Finding a basis for the set of polynomials where f(1)=f(-1)=0
Sorry, but your line of thought is quite wrong.
Your part B is the worst one. Apart from using $x_1$ and $x_2$, which is already bad, you can't prove the set is closed under addition by showing that the sum of two particular element is in the set. You need to show that for any choice of polynomials $p,q\in W$, the sum $p+q\in W$. Similarly for the closure with respect to scalar multiplication.

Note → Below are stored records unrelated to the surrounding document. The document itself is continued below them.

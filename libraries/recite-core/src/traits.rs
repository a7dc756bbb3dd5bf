/// Collaborator traits for Recite
use crate::error::Result;

/// Source of chapter structure
///
/// The player only needs to know how many verses a chapter holds so it can
/// bound an autoplay run. Fetching and shaping verse text lives elsewhere.
pub trait ContentSource {
    /// Number of groups (chapters) available
    fn group_count(&self) -> u32;

    /// Number of items (verses) in a group
    ///
    /// # Errors
    /// Returns `CoreError::GroupNotFound` if the group does not exist
    fn item_count(&self, group_id: u32) -> Result<u32>;
}
/// Playable item identity
use crate::error::{CoreError, Result};
use serde::{Deserialize, Serialize};
use std::fmt;
use std::str::FromStr;

/// A single recitation clip: one verse (`item_index`) of one chapter (`group_id`).
///
/// Both coordinates are 1-based. A zero in either position never names a clip
/// and is rejected by [`PlaybackItem::validate`].
#[derive(Debug, Clone, Copy, PartialEq, Eq, Hash, PartialOrd, Ord, Serialize, Deserialize)]
pub struct PlaybackItem {
    /// Chapter number
    pub group_id: u32,
    /// Verse number within the chapter
    pub item_index: u32,
}

impl PlaybackItem {
    /// Create a new item
    pub fn new(group_id: u32, item_index: u32) -> Self {
        Self {
            group_id,
            item_index,
        }
    }

    /// Check that both coordinates are positive
    pub fn validate(&self) -> Result<()> {
        if self.group_id == 0 || self.item_index == 0 {
            return Err(CoreError::InvalidItem {
                group_id: self.group_id,
                item_index: self.item_index,
            });
        }
        Ok(())
    }

    /// Stable key in `group:item` form
    pub fn key(&self) -> ItemKey {
        ItemKey(self.to_string())
    }

    /// Zero-based position of this item within its group
    pub fn position(&self) -> u32 {
        self.item_index.saturating_sub(1)
    }
}

impl fmt::Display for PlaybackItem {
    fn fmt(&self, f: &mut fmt::Formatter<'_>) -> fmt::Result {
        write!(f, "{}:{}", self.group_id, self.item_index)
    }
}

impl FromStr for PlaybackItem {
    type Err = CoreError;

    fn from_str(s: &str) -> Result<Self> {
        let invalid = || CoreError::InvalidKey(s.to_string());
        let (group, item) = s.split_once(':').ok_or_else(invalid)?;
        let item = Self::new(
            group.trim().parse().map_err(|_| invalid())?,
            item.trim().parse().map_err(|_| invalid())?,
        );
        item.validate()?;
        Ok(item)
    }
}

/// Key identifying the item currently held by the player
///
/// Display units compare their own key against the player's current key to
/// decide which of them shows the playing affordance.
#[derive(Debug, Clone, PartialEq, Eq, Hash, Serialize, Deserialize)]
#[serde(transparent)]
pub struct ItemKey(String);

impl ItemKey {
    /// Get the inner string
    pub fn as_str(&self) -> &str {
        &self.0
    }

    /// Parse the key back into the item it names
    pub fn item(&self) -> Result<PlaybackItem> {
        self.0.parse()
    }
}

impl From<PlaybackItem> for ItemKey {
    fn from(item: PlaybackItem) -> Self {
        item.key()
    }
}

impl fmt::Display for ItemKey {
    fn fmt(&self, f: &mut fmt::Formatter<'_>) -> fmt::Result {
        f.write_str(&self.0)
    }
}
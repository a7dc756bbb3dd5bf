//! Playback Events
//!
//! Event-based communication for UI synchronization. Events are queued in the
//! order transitions happen and drained by the owner of the controller:
//! - State changes (idle/loading/playing)
//! - Item start and natural finish
//! - Autoplay advance and exhaustion
//! - Clip failures

use recite_core::ItemKey;
use serde::{Deserialize, Serialize};

use crate::types::PlaybackState;

/// Events emitted by the playback controller
#[derive(Debug, Clone, PartialEq, Eq, Serialize, Deserialize)]
#[serde(tag = "event", rename_all = "snake_case")]
pub enum PlaybackEvent {
    /// Observable state changed
    StateChanged {
        /// The new state
        state: PlaybackState,
    },

    /// Clip became audible
    ItemStarted {
        /// Item now playing
        key: ItemKey,
    },

    /// Clip played to its end
    ItemFinished {
        /// Item that finished
        key: ItemKey,
    },

    /// Autoplay moved on to the next item of the group
    AutoplayAdvanced {
        /// Item that just finished
        from: ItemKey,
        /// Item now loading
        to: ItemKey,
    },

    /// Clip could not be loaded or played
    ItemFailed {
        /// Item that failed
        key: ItemKey,
        /// Backend error message
        message: String,
    },

    /// Autoplay reached the last item of the group
    AutoplayExhausted {
        /// Group that was played through
        group_id: u32,
    },
}

impl PlaybackEvent {
    /// Short name, used for logging
    pub fn name(&self) -> &'static str {
        match self {
            Self::StateChanged { .. } => "state_changed",
            Self::ItemStarted { .. } => "item_started",
            Self::ItemFinished { .. } => "item_finished",
            Self::AutoplayAdvanced { .. } => "autoplay_advanced",
            Self::ItemFailed { .. } => "item_failed",
            Self::AutoplayExhausted { .. } => "autoplay_exhausted",
        }
    }
}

Let's try a more systematic approach.
Consider the vector space $V$ of polynomials of degree at most $3$ (not *of degree $3$) with real coefficients.
For $a\in\mathbb{R}$, consider $W_a=\{p\in V: p(a)=0\}$. Then $W_a$ is a subspace of $V$. Indeed, the zero polynomial clearly belongs to $W_a$. Moreover, if $p,q\in W_a$, we have $p(a)=0$ and $q(a)=0$; so, if $r(x)=p(x)+q(x)$, we have $$ r(a)=p(a)+q(a)=0+0=0 $$ because of standard laws of polynomials. Finally, if $\lambda\in\mathbb{R}$ and $s(x)=\lambda p(x)$, we have $$ s(a)=\lambda p(a)=0 $$ Therefore $p(x)+q(x)\in W_a$ and $\lambda p(x)\in W_a$.
Your set is $W=W_1\cap W_{-1}$ and is a subspace being the intersection of two subspaces.
In order to find a basis, you can consider the linear map $$ f\colon V\to\mathbb{R}^2,\qquad f(p)=\begin{bmatrix}p(1)\\p(-1)\end{bmatrix} $$ and notice that $W=\ker f$. (Note that linearity of this map is basically the same as the proof above.)
It's easy to find the matrix of $f$ relative to the standard bases on $V$ (that is, $\{1,x,x^2,x^3\}$ and of $\mathbb{R}^2$. It is $$ \begin{bmatrix} 1 & 1 & 1 & 1 \\ 1 & -1 & 1 & -1 \end{bmatrix} $$ A standard Gaussian elimination brings to the reduced row echelon form $$ \begin{bmatrix} 1 & 0 & 1 & 0 \\ 0 & 1 & 0 & 1 \end{bmatrix} $$ and the null space of this matrix has as basis $$ \left\{ \begin{bmatrix}-1\\0\\1\\0\end{bmatrix}, \begin{bmatrix}0\\-1\\0\\1\end{bmatrix} \right\} $$ The polynomials having these coordinates with respect to the standard basis are $x^2-1$ and $x^3-x$, so a basis for $W$ is $$ \{x^2-1,x^3-x\} $$ as was your intuition.